Purpose: To perform a detailed clinical, psychophysical, and molecular assessment of members of 4 families with an unusual X-linked cone dysfunction syndrome associated with myopia.
Participants: Affected and unaffected members of 4 British nonconsanguineous families.
Methods: Subjects underwent both detailed clinical examination and psychophysical testing. After informed consent was obtained, blood samples were taken for DNA extraction, and molecular genetic analysis was performed. The strategy for molecular analysis was to amplify the coding regions of the long and middle wavelength-sensitive cone opsin genes and the upstream locus control region by polymerase chain reaction and to examine these fragments for mutations by sequencing of DNA.
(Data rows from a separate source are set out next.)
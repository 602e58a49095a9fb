//! Channel mixing and sample-rate conversion to the 16 kHz mono format the
//! STT engine expects.
//!
//! Linear interpolation is enough for speech recognition input; it keeps
//! the conversion allocation-light inside the pass loop.

use super::capture::AudioChunk;

/// Sample rate the STT engine consumes.
pub const TARGET_SAMPLE_RATE: u32 = 16_000;

/// Average interleaved channels down to one.
///
/// ```rust
/// use voice_client::audio::downmix;
///
/// let stereo = vec![0.5_f32, -0.5, 0.2, 0.4]; // L R L R
/// let mono = downmix(&stereo, 2);
/// assert_eq!(mono.len(), 2);
/// assert!((mono[1] - 0.3).abs() < 1e-6);
/// ```
pub fn downmix(samples: &[f32], channels: u16) -> Vec<f32> {
    match channels {
        0 => Vec::new(),
        1 => samples.to_vec(),
        n => {
            let n = n as usize;
            samples
                .chunks_exact(n)
                .map(|frame| frame.iter().sum::<f32>() / n as f32)
                .collect()
        }
    }
}

/// Resample mono audio from `from_rate` to `to_rate`.
pub fn resample(samples: &[f32], from_rate: u32, to_rate: u32) -> Vec<f32> {
    if from_rate == to_rate || samples.is_empty() || from_rate == 0 {
        return samples.to_vec();
    }

    let ratio = to_rate as f64 / from_rate as f64;
    let output_len = (samples.len() as f64 * ratio).round() as usize;

    (0..output_len)
        .map(|i| {
            let src = i as f64 / ratio;
            let idx = src as usize;
            let frac = (src - idx as f64) as f32;
            match (samples.get(idx), samples.get(idx + 1)) {
                (Some(a), Some(b)) => a * (1.0 - frac) + b * frac,
                (Some(a), None) => *a,
                _ => 0.0,
            }
        })
        .collect()
}

/// Convert a capture chunk to 16 kHz mono.
pub fn to_mono_16k(chunk: &AudioChunk) -> Vec<f32> {
    let mono = downmix(&chunk.samples, chunk.channels);
    resample(&mono, chunk.sample_rate, TARGET_SAMPLE_RATE)
}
Results: The phenotype was almost identical in all 4 families, consisting of moderate to high myopia, astigmatism, moderately reduced acuity, and normal fundi. Electroretinography showed abnormal cone but normal rod responses. Psychophysical testing showed a selective impairment of long cones in combination with well-preserved middle cone and short cone function. There was no evidence to suggest that the phenotype was progressive. Molecular analysis of the X-linked opsin gene array in the 4 families indicated that affected males have inherited the same X-chromosome from their mother. In 2 families, a long/middle hybrid gene was detected. In a third family, the commonly described deleterious Cys203Arg amino acid substitution was identified in both the long and middle opsin genes. In the fourth family, the only abnormality was absence of a middle opsin exon 2; the cause of the protanopia in this family is uncertain.
Conclusions: The X-linked cone dysfunction syndrome associated with myopia and dichromacy described here has many similarities to Bornholm eye disease, a condition previously mapped to Xq28. Except for the Cys203Arg substitution in one family, no alterations in the opsin gene array were identified that could underlie the cone dysfunction. It is therefore possible that the cone dysfunction may have a genetic origin different from that of the dichromacy.